**AIM OF THE EXERCISE**
When a line of the material has the word "TransactionCommands" in it, copy that line.

**GIVEN ENTRIES**
__________________________________________________
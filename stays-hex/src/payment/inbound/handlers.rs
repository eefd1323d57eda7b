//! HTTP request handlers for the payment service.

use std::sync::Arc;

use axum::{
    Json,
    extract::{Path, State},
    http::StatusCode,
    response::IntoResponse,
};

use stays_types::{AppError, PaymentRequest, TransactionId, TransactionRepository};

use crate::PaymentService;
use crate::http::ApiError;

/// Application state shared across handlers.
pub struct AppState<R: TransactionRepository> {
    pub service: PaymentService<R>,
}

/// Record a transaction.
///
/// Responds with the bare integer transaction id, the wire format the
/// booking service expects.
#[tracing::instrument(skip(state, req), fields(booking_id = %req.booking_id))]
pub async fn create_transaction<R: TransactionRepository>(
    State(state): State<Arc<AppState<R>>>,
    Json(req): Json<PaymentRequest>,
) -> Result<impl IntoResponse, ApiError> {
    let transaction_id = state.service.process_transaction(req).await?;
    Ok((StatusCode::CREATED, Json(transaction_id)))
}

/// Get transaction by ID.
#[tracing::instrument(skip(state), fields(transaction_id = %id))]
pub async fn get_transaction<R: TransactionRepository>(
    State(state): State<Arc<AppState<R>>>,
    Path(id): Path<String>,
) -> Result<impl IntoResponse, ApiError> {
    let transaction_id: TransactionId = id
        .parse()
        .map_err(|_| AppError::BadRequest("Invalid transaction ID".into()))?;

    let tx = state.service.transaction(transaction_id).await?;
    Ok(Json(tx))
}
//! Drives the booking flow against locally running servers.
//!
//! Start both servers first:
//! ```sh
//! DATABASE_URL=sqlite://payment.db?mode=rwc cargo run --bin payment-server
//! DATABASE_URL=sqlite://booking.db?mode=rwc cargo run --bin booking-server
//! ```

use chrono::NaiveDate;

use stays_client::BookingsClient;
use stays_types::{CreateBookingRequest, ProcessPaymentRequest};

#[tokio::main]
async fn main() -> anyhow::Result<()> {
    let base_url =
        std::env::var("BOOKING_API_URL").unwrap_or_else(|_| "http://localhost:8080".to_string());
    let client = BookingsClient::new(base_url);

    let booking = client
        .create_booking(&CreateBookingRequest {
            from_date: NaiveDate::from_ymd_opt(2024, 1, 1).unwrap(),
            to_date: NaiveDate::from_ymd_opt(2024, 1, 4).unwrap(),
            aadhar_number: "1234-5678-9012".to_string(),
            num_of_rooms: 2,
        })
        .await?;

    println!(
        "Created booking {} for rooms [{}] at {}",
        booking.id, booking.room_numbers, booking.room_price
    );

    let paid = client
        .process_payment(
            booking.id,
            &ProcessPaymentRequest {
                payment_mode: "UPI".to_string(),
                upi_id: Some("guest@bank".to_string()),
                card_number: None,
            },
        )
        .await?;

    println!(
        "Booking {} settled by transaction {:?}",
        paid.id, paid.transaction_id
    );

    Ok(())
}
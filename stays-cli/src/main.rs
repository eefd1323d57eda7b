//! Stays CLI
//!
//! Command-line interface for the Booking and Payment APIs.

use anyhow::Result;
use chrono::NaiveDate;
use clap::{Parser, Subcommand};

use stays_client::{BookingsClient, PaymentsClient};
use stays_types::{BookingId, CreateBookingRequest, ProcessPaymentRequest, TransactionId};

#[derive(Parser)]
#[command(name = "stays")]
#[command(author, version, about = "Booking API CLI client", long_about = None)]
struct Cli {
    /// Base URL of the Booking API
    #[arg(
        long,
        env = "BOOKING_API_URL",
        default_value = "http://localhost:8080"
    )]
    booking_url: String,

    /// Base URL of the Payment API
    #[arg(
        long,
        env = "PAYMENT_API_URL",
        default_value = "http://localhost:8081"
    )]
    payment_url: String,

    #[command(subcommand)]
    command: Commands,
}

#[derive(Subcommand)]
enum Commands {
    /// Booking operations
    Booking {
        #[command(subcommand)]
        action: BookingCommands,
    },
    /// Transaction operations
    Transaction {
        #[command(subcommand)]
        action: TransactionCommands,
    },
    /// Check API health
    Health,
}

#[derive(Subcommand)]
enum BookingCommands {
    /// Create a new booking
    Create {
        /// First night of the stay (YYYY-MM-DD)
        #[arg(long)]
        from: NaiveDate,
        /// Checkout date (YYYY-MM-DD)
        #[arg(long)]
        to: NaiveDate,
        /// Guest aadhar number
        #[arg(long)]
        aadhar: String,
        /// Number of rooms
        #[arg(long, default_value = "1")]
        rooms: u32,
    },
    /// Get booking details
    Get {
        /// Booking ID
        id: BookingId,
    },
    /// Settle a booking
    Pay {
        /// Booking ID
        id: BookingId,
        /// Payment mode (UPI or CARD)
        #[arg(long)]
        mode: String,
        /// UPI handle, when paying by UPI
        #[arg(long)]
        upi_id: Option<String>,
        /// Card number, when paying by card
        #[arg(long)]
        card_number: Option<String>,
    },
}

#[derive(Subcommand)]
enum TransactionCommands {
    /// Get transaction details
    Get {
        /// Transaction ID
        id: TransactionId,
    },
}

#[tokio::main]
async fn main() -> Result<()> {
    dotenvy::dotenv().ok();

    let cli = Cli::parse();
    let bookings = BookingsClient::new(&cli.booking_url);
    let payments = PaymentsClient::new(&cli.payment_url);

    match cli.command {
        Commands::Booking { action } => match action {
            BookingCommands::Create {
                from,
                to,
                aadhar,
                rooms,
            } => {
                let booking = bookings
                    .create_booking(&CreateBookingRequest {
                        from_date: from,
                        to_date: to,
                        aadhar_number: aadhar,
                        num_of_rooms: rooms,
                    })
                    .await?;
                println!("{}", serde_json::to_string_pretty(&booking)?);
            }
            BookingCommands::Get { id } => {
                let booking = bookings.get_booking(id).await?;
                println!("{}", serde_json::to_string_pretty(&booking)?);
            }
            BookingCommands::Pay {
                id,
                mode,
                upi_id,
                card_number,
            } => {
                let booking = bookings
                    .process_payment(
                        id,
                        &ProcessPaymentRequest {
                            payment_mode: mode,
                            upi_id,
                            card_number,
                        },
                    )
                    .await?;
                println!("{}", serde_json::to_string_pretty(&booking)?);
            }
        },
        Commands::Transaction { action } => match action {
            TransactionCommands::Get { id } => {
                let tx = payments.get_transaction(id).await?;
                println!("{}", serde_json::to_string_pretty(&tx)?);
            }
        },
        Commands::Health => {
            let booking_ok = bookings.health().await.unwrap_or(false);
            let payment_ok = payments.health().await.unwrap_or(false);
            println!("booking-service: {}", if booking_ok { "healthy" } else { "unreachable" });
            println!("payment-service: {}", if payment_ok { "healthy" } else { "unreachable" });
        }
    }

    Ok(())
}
__________________________________________________
**SOLUTION BELOW**
        action: TransactionCommands,
enum TransactionCommands {
            TransactionCommands::Get { id } => {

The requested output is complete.